The DDEP has also left a lasting psychological imprint on the market. Pension funds, institutional investors, and individual bondholders absorbed losses and accepted extended maturities with reduced returns. That experience reshaped attitudes toward long-term financial instruments and increased caution across the investment landscape in ways that have not fully unwound.

Managing Director Farihan Alhassan himself signalled what lies ahead for GCB Bank in 2026: “while the 2026 financial year presents a new challenge from significant margin compression as interest rates fall sharply,” he said the bank’s strategy and positioning remain right to navigate the transition. His warning implicitly acknowledges that the conditions which inflated margins in 2025 are fading, raising the question of what replaces them.

A Structural Pattern With Global Parallels

Banks are risk-conscious institutions by nature. In uncertain economic conditions, they tend to prioritise safety by concentrating on government securities and lending to established corporate clients rather than extending credit to smaller, less predictable borrowers. This protects balance sheets but can simultaneously restrict the flow of financing to the broader economy.

This pattern has been visible in other markets navigating post-crisis recovery. When central banks tightened monetary policy sharply in 2022 and 2023 to combat inflation, banks globally reported strong profits driven by wider interest margins, but lending conditions tightened for smaller businesses. Ghana’s situation is shaped by additional variables currency depreciation, IMF-supported fiscal adjustment, and persistent concerns about sovereign risk that compound the tendency toward caution.

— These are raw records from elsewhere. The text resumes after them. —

use std::io::Read;

use libc::sbrk;
use seglloc::Heap;

/// Waits until the user presses ENTER.
/// Useful when you want to inspect memory state with tools like `pmap`, `htop`,
/// `gdb`, or just visually track how allocations change the program break.
fn block_until_enter_pressed() {
  println!("\n>>> Press ENTER to continue...");
  let _ = std::io::stdin().bytes().next();
}

/// Prints the current program break using `sbrk(0)`.
unsafe fn print_program_break(label: &str) {
  println!(
    "[{}] PID = {}, program break (sbrk(0)) = {:?}",
    label,
    std::process::id(),
    unsafe { sbrk(0) },
  );
}

fn main() {
  env_logger::init();

  let mut heap = Heap::default();
  heap.init().expect("failed to initialise heap");

  unsafe {
    print_program_break("start");
    block_until_enter_pressed();

    // ------------------------------------------------------------------
    // 1) Acquire a small block and write through it.
    // ------------------------------------------------------------------
    let first = heap.acquire(24) as *mut u64;
    println!("\n[1] Acquire 24 bytes -> {:?}", first);
    first.write(0xDEADBEEF);
    println!("[1] Value written = {:#X}", first.read());
    heap.check(line!());
    block_until_enter_pressed();

    // ------------------------------------------------------------------
    // 2) Acquire a second, larger block. The two should be adjacent,
    //    separated only by each block's own header.
    // ------------------------------------------------------------------
    let second = heap.acquire(128);
    println!("\n[2] Acquire 128 bytes -> {:?}", second);
    heap.check(line!());
    block_until_enter_pressed();

    // ------------------------------------------------------------------
    // 3) Release the first block, then immediately re-acquire a smaller
    //    size. First-fit over the segregated lists should reuse it.
    // ------------------------------------------------------------------
    heap.release(first as *mut u8);
    println!("\n[3] Released first block");
    block_until_enter_pressed();

    let reused = heap.acquire(8);
    println!(
      "[3] Acquire 8 bytes -> {:?} (reused first block? {})",
      reused,
      reused == first as *mut u8
    );
    heap.check(line!());
    block_until_enter_pressed();

    // ------------------------------------------------------------------
    // 4) Resize the second block well past its current size, forcing a
    //    relocation, and verify the payload carried over.
    // ------------------------------------------------------------------
    let grown = heap.resize(second, 4096);
    println!(
      "\n[4] Resize 128 -> 4096 bytes: {:?} -> {:?}",
      second, grown
    );
    heap.check(line!());
    block_until_enter_pressed();

    // ------------------------------------------------------------------
    // 5) Force the heap to extend by requesting something bigger than a
    //    single chunk. Watch the program break move.
    // ------------------------------------------------------------------
    print_program_break("before large acquire");
    let big = heap.acquire(64 * 1024);
    println!("\n[5] Acquire 64 KiB -> {:?}", big);
    print_program_break("after large acquire");
    heap.check(line!());
    block_until_enter_pressed();

    // ------------------------------------------------------------------
    // 6) Zeroed acquisition.
    // ------------------------------------------------------------------
    let zeroed = heap.zero_acquire(16, 8) as *mut u64;
    println!("\n[6] zero_acquire(16, 8) -> {:?}", zeroed);
    for i in 0..16 {
      assert_eq!(zeroed.add(i).read(), 0);
    }
    println!("[6] all 16 words confirmed zero");
    heap.check(line!());

    println!("\n[7] End of trace. Process exit reclaims everything.");
  }
}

The structural result is that banks can be simultaneously strong and restrictive. Their balance sheets are healthy. Their provisioning is under control. GCB’s non-performing loan ratio fell to 10.3 percent from 15.1 percent in 2024, one of the most significant single-year improvements in the bank’s recent history. But a declining non-performing loan ratio can reflect tighter credit standards as much as genuine improvement in borrower health.

The Inclusion Challenge

The more pressing long-term question is whether Ghana’s banking system is performing its core economic function of allocating capital efficiently to productive uses. GCB Bank has said its growth strategy is aligned with national priorities, including sustained support for SMEs, agriculture, trade and infrastructure, and that the bank continues to expand its digital capabilities to serve customers across demographic groups.

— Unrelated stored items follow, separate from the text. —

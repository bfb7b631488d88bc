//! Boundary-tag coalescing: merges a just-freed block with whichever of
//! its immediate neighbours are also free.
//!
//! The caller is responsible for having already written `bp`'s header and
//! footer as free *before* calling [`coalesce`], and for inserting the
//! returned block into the free-list index afterwards — this function
//! only merges and removes consumed neighbours from their lists.

use crate::block;
use crate::freelist;

/// Merges `bp` with its free neighbours, removing any neighbour consumed
/// in the process from its size class. Returns the (possibly grown) block
/// pointer of the surviving merged block.
pub(crate) unsafe fn coalesce(heads: *mut u8, anchor: *mut u8, bp: *mut u8) -> *mut u8 {
    unsafe {
        let prev_alloc = block::is_prev_allocated(bp);
        let next = block::next_block(bp);
        let next_alloc = block::is_allocated(next);
        let size = block::size(bp);

        if prev_alloc && next_alloc {
            return bp;
        }

        if prev_alloc && !next_alloc {
            let merged = size + block::size(next);
            freelist::remove(heads, anchor, next);
            block::set_header(bp, merged, false, true);
            block::set_footer(bp, merged, false, true);
            return bp;
        }

        if !prev_alloc && next_alloc {
            let prev = block::prev_block(bp);
            let merged = size + block::size(prev);
            let prev_prev_alloc = block::is_prev_allocated(prev);
            freelist::remove(heads, anchor, prev);
            // The footer of the merged block sits where `bp`'s own footer
            // would have been computed from its old size: old bp + old
            // size - DSIZE == new prev + merged size - DSIZE.
            let footer = block::footer_ptr_of(bp, size);
            block::put_raw(footer, block::pack_raw(merged, false, prev_prev_alloc));
            block::set_header(prev, merged, false, prev_prev_alloc);
            return prev;
        }

        // !prev_alloc && !next_alloc
        let prev = block::prev_block(bp);
        let next_size = block::size(next);
        let merged = size + block::size(prev) + next_size;
        let prev_prev_alloc = block::is_prev_allocated(prev);
        freelist::remove(heads, anchor, prev);
        freelist::remove(heads, anchor, next);
        block::set_header(prev, merged, false, prev_prev_alloc);
        let footer = block::footer_ptr_of(next, next_size);
        block::put_raw(footer, block::pack_raw(merged, false, prev_prev_alloc));
        prev
    }
}
/// Rounds a size up to the nearest multiple of [`crate::config::ALIGNMENT`] (8 bytes).
///
/// This is the low-level rounding primitive; block-size canonicalisation
/// (which also accounts for the header word and the minimum block size)
/// lives in [`crate::heap::canonical_size`].
///
/// # Examples
///
/// ```rust
/// use seglloc::align8;
///
/// assert_eq!(align8!(1), 8);
/// assert_eq!(align8!(8), 8);
/// assert_eq!(align8!(9), 16);
/// ```
#[macro_export]
macro_rules! align8 {
  ($value:expr) => {
    (($value) + $crate::config::ALIGNMENT - 1) & !($crate::config::ALIGNMENT - 1)
  };
}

The sector’s strongest argument is that recapitalisation and profitability are prerequisites for the credit expansion that economic growth requires. A banking system with weak balance sheets cannot safely lend. By that logic, the record profits of 2025 are building the foundation for the broader lending that Ghana needs.

The counterargument is that profitability built primarily on high interest margins and government securities rather than productive private sector lending is a sign of an economy in which banks and borrowers are not yet aligned. Digital fees and securities income are not the same as credit flowing to farms, factories, and small businesses.

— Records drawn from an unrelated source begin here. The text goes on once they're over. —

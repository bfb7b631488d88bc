//! The public allocator surface: a `Heap` value that owns the sentinels,
//! the free-list head table, and a backing [`HeapProvider`], and
//! implements acquire / release / resize / zero-acquire in terms of the
//! block-encoding, free-list, coalescing, and placement modules.

use std::ptr;

use log::{debug, error, trace};

use crate::align8;
use crate::block;
use crate::coalesce;
use crate::config::{AllocatorConfig, DSIZE, MIN_BLOCK_SIZE, N_SIZECLASS, WSIZE};
use crate::error::{AllocError, AllocResult, CorruptReason};
use crate::freelist;
use crate::placement;
use crate::provider::{HeapProvider, ProcessBreakProvider};

/// Canonicalises a user-requested payload size into a block size: room for
/// the header, rounded up to 8 bytes, floored at the minimum block size.
pub(crate) fn canonical_size(user_size: usize) -> usize {
    (align8!(user_size + WSIZE)).max(MIN_BLOCK_SIZE)
}

/// A single private heap: sentinels, segregated free lists, and a backing
/// provider.
///
/// `P` defaults to [`ProcessBreakProvider`] so `Heap::default()` gives a
/// real `sbrk`-backed allocator; tests substitute an arena-backed provider
/// to exercise out-of-memory and extension paths deterministically.
pub struct Heap<P: HeapProvider = ProcessBreakProvider> {
    provider: P,
    config: AllocatorConfig,
    /// Base of the list-head table, or null before `init`.
    heads: *mut u8,
    /// Anchor for free-list offsets: the prologue's payload address.
    anchor: *mut u8,
    /// Address of the epilogue's header word.
    epi_hdr: *mut u8,
}

// The heap owns exactly one contiguous region and is never accessed from
// more than one thread at a time (see SPEC_FULL.md §5); `Heap` is `Send`
// so it can be moved behind a `Mutex`; it is deliberately not `Sync`.
unsafe impl<P: HeapProvider + Send> Send for Heap<P> {}

impl<P: HeapProvider> Heap<P> {
    /// Builds an uninitialised heap around `provider`. Call [`Heap::init`]
    /// before using it.
    pub fn with_provider(provider: P) -> Self {
        Self::with_provider_and_config(provider, AllocatorConfig::default())
    }

    /// As [`Heap::with_provider`], overriding the heap-extension
    /// granularity.
    pub fn with_provider_and_config(provider: P, config: AllocatorConfig) -> Self {
        Self {
            provider,
            config,
            heads: ptr::null_mut(),
            anchor: ptr::null_mut(),
            epi_hdr: ptr::null_mut(),
        }
    }

    /// `(re)`initialises the heap: resets all internal state, lays down
    /// the head table and sentinels, then performs the first heap
    /// extension. Safe to call more than once on the same value, matching
    /// the original allocator's `init`-as-reset contract.
    pub fn init(&mut self) -> AllocResult {
        self.provider.init();
        self.heads = ptr::null_mut();
        self.anchor = ptr::null_mut();
        self.epi_hdr = ptr::null_mut();

        let padding = if N_SIZECLASS % 2 == 0 { 1 } else { 0 };
        let words = 3 + N_SIZECLASS + padding;
        let heads = self.provider.sbrk((words * WSIZE) as isize)?;

        for class in 0..N_SIZECLASS {
            unsafe { block::put_raw(heads.add(class * WSIZE), 0) };
        }

        let mut anchor = unsafe { heads.add((N_SIZECLASS + padding) * WSIZE) };
        if padding == 1 {
            unsafe { block::put_raw(anchor.sub(WSIZE), 0) };
        }

        unsafe {
            // Prologue header: size DSIZE, allocated, prev_allocated (no
            // real predecessor, so it is vacuously "allocated").
            block::put_raw(anchor, block::pack_raw(DSIZE, true, true));
            // Prologue padding word, unused.
            block::put_raw(anchor.add(WSIZE), 0);
            // Epilogue header: zero-sized, allocated.
            block::put_raw(anchor.add(2 * WSIZE), block::pack_raw(0, true, true));
        }

        anchor = unsafe { anchor.add(WSIZE) }; // now points at the prologue's payload
        self.heads = heads;
        self.anchor = anchor;
        self.epi_hdr = unsafe { anchor.add(WSIZE) };

        debug!(
            "heap init: heads = {:p}, anchor = {:p}, epilogue = {:p}",
            self.heads, self.anchor, self.epi_hdr
        );

        let fbp = unsafe { self.extend(self.config.chunk_size / WSIZE, true)? };
        unsafe { freelist::insert(self.heads, self.anchor, fbp) };

        Ok(())
    }

    /// Grows the heap by `words` (rounded to an even count) and hands the
    /// resulting free block to the coalescer. Does not insert the result
    /// into any free list; callers do that themselves.
    unsafe fn extend(&mut self, words: usize, inherited_prev_alloc: bool) -> Result<*mut u8, AllocError> {
        let words = if words % 2 == 1 { words + 1 } else { words };
        let size = words * WSIZE;

        let bp = self.provider.sbrk(size as isize)?;

        unsafe {
            block::set_header(bp, size, false, inherited_prev_alloc);
            block::set_footer(bp, size, false, inherited_prev_alloc);

            self.epi_hdr = block::header_ptr(block::next_block(bp));
            block::put_raw(self.epi_hdr, block::pack_raw(0, true, false));
        }

        debug!("extend_heap({words} words): new epilogue at {:p}", self.epi_hdr);

        Ok(unsafe { coalesce::coalesce(self.heads, self.anchor, bp) })
    }

    /// Acquires a block of at least `size` bytes, or `Err` if the
    /// request is invalid or the backing provider is exhausted.
    pub fn try_acquire(&mut self, size: usize) -> AllocResult<*mut u8> {
        if size == 0 {
            return Err(AllocError::InvalidArgument);
        }

        let asize = canonical_size(size);
        trace!("acquire({size}): asize = {asize}");

        let mut bp = unsafe { freelist::find_fit(self.heads, self.anchor, asize) };

        if bp.is_null() {
            let esize = asize.max(self.config.chunk_size);
            let epalloc = unsafe { block::is_prev_allocated(self.epi_hdr) };
            bp = unsafe { self.extend(esize / WSIZE, epalloc)? };
            unsafe { freelist::insert(self.heads, self.anchor, bp) };
        }

        unsafe { placement::place(self.heads, self.anchor, bp, asize) };
        trace!("acquire({size}): returning {:p}", bp);
        Ok(bp)
    }

    /// `acquire`, collapsing any error to a null pointer per the C-shaped
    /// contract.
    pub fn acquire(&mut self, size: usize) -> *mut u8 {
        self.try_acquire(size).unwrap_or(ptr::null_mut())
    }

    /// Releases a previously acquired block. `p == null` is a no-op.
    pub fn release(&mut self, p: *mut u8) {
        if p.is_null() {
            return;
        }

        trace!("release({:p})", p);

        unsafe {
            let size = block::size(p);
            let prev_alloc = block::is_prev_allocated(p);
            block::set_header(p, size, false, prev_alloc);
            block::set_footer(p, size, false, prev_alloc);

            let next = block::next_block(p);
            let next_size = block::size(next);
            let next_alloc = block::is_allocated(next);
            // Only the prev_allocated bit changes here; if `next` is free
            // its footer briefly disagrees, but coalesce() immediately
            // consumes it, so no block with a stale footer ever outlives
            // this call.
            block::set_header(next, next_size, next_alloc, false);

            let merged = coalesce::coalesce(self.heads, self.anchor, p);
            freelist::insert(self.heads, self.anchor, merged);
        }
    }

    /// Resizes a block, preserving `min(old_size, size)` bytes of its
    /// content. `p == null` behaves as `acquire`; `size == 0` behaves as
    /// `release`.
    pub fn try_resize(&mut self, p: *mut u8, size: usize) -> AllocResult<*mut u8> {
        if p.is_null() {
            return self.try_acquire(size);
        }
        if size == 0 {
            self.release(p);
            return Ok(ptr::null_mut());
        }

        let new_ptr = self.try_acquire(size)?;
        unsafe {
            let old_block_size = block::size(p);
            let copy_len = old_block_size.min(size);
            ptr::copy_nonoverlapping(p, new_ptr, copy_len);
        }
        self.release(p);
        Ok(new_ptr)
    }

    /// `resize`, collapsing any error to a null pointer.
    pub fn resize(&mut self, p: *mut u8, size: usize) -> *mut u8 {
        match self.try_resize(p, size) {
            Ok(ptr) => ptr,
            Err(_) => ptr::null_mut(),
        }
    }

    /// Acquires `n * size` bytes and zeroes them. Returns null without
    /// writing anything if the underlying acquire fails.
    pub fn zero_acquire(&mut self, n: usize, size: usize) -> *mut u8 {
        let bytes = n * size;
        let p = self.acquire(bytes);
        if !p.is_null() {
            unsafe { ptr::write_bytes(p, 0, bytes) };
        }
        p
    }

    fn in_heap(&self, addr: *const u8) -> bool {
        addr >= self.provider.heap_lo() && addr <= self.provider.heap_hi()
    }

    fn aligned(addr: *const u8) -> bool {
        (addr as usize) % crate::config::ALIGNMENT == 0
    }

    /// Verifies every invariant in `SPEC_FULL.md` §3 against the live
    /// heap. Returns the first violation found, if any.
    pub fn verify(&self) -> AllocResult {
        unsafe {
            if !self.in_heap(self.anchor)
                || !block::is_allocated(self.anchor)
                || block::size(self.anchor) != DSIZE
                || !block::is_prev_allocated(self.anchor)
            {
                return Err(AllocError::CorruptHeap(CorruptReason::Prologue {
                    addr: self.anchor as usize,
                }));
            }

            if !self.in_heap(self.epi_hdr) {
                return Err(AllocError::CorruptHeap(CorruptReason::Epilogue {
                    addr: self.epi_hdr as usize,
                }));
            }
            let epi_word = (self.epi_hdr as *const u32).read_unaligned();
            if epi_word & 0x1 == 0 || (epi_word & !0x7) != 0 {
                return Err(AllocError::CorruptHeap(CorruptReason::Epilogue {
                    addr: self.epi_hdr as usize,
                }));
            }

            let mut scanned_free = 0usize;
            let mut ptr = self.anchor;
            while block::size(ptr) != 0 {
                if !Self::aligned(ptr) {
                    return Err(AllocError::CorruptHeap(CorruptReason::Unaligned {
                        addr: ptr as usize,
                    }));
                }

                // The prologue is a special sentinel of exactly `DSIZE`
                // bytes (already validated above) and is exempt from the
                // general minimum-block-size invariant that applies to
                // every block in the heap proper.
                let block_size = block::size(ptr);
                if ptr != self.anchor && (block_size < MIN_BLOCK_SIZE || block_size % 8 != 0) {
                    return Err(AllocError::CorruptHeap(CorruptReason::BadSize {
                        addr: ptr as usize,
                        size: block_size,
                    }));
                }

                let is_free = !block::is_allocated(ptr);
                if is_free {
                    scanned_free += 1;
                    let header = (block::header_ptr(ptr) as *const u32).read_unaligned();
                    let footer = (block::footer_ptr(ptr) as *const u32).read_unaligned();
                    if header != footer {
                        return Err(AllocError::CorruptHeap(CorruptReason::HeaderFooterMismatch {
                            addr: ptr as usize,
                        }));
                    }
                }

                let next = block::next_block(ptr);
                if is_free && !block::is_allocated(next) {
                    return Err(AllocError::CorruptHeap(CorruptReason::AdjacentFreeBlocks {
                        addr: ptr as usize,
                    }));
                }
                if is_free == block::is_prev_allocated(next) {
                    return Err(AllocError::CorruptHeap(CorruptReason::PrevAllocMismatch {
                        addr: next as usize,
                    }));
                }

                ptr = next;
            }

            let mut listed_free = 0usize;
            for class in 0..N_SIZECLASS {
                let mut err = None;
                freelist::for_each_in_class(self.heads, self.anchor, class, |fbp| {
                    if err.is_some() {
                        return;
                    }
                    listed_free += 1;
                    if !self.in_heap(fbp) {
                        err = Some(CorruptReason::NotInHeap { addr: fbp as usize });
                        return;
                    }
                    if freelist::succ(freelist::pred(fbp)) != fbp
                        || freelist::pred(freelist::succ(fbp)) != fbp
                    {
                        err = Some(CorruptReason::BrokenLink { addr: fbp as usize });
                        return;
                    }
                    let expected = freelist::size_class(block::size(fbp));
                    if expected != class {
                        err = Some(CorruptReason::WrongSizeClass {
                            addr: fbp as usize,
                            class,
                            expected,
                        });
                    }
                });
                if let Some(reason) = err {
                    return Err(AllocError::CorruptHeap(reason));
                }
            }

            if scanned_free != listed_free {
                return Err(AllocError::CorruptHeap(CorruptReason::FreeCountMismatch {
                    scanned: scanned_free,
                    listed: listed_free,
                }));
            }
        }

        Ok(())
    }

    /// Runs [`Heap::verify`] and aborts the process on the first
    /// violation, logging which invariant failed and at what address —
    /// matching the fatal-diagnostic contract in `SPEC_FULL.md` §7.
    ///
    /// Compiled out entirely when the `checked` feature is disabled, so a
    /// production embedding can drop every call site's cost to zero
    /// without touching call sites.
    #[cfg(feature = "checked")]
    pub fn check(&self, line: u32) {
        if let Err(violation) = self.verify() {
            error!("heap check failed at line {line}: {violation}");
            std::process::abort();
        }
    }

    /// No-op when the `checked` feature is disabled; see the feature-gated
    /// overload above for the real checker.
    #[cfg(not(feature = "checked"))]
    #[inline(always)]
    pub fn check(&self, _line: u32) {}
}

impl Default for Heap<ProcessBreakProvider> {
    fn default() -> Self {
        Self::with_provider(ProcessBreakProvider::default())
    }
}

Both arguments contain validity. GCB Bank’s Managing Director described the 2025 milestone as reflecting “years of disciplined execution, a clear strategic direction, and the continued trust of our customers.” That trust now needs to translate into credit access if Ghana’s banking revival is to become a broad economic one.

The sector faces a transition in 2026. Falling interest rates will compress the margins that made last year’s profits possible, pushing banks to find growth through volume rather than pricing. If that volume comes from expanding credit to underserved businesses and households, the current divergence between bank success and customer struggle may begin to close. If it comes primarily from fee income and cautious lending to established names, the gap will persist.

According to the Bank of Ghana and recent sector data, Ghana’s banking industry has completed a critical phase of recovery and is now positioned to support broader economic revival. Whether that positioning translates into accessible, affordable credit will be the real test of Ghana’s banking recovery in 2026.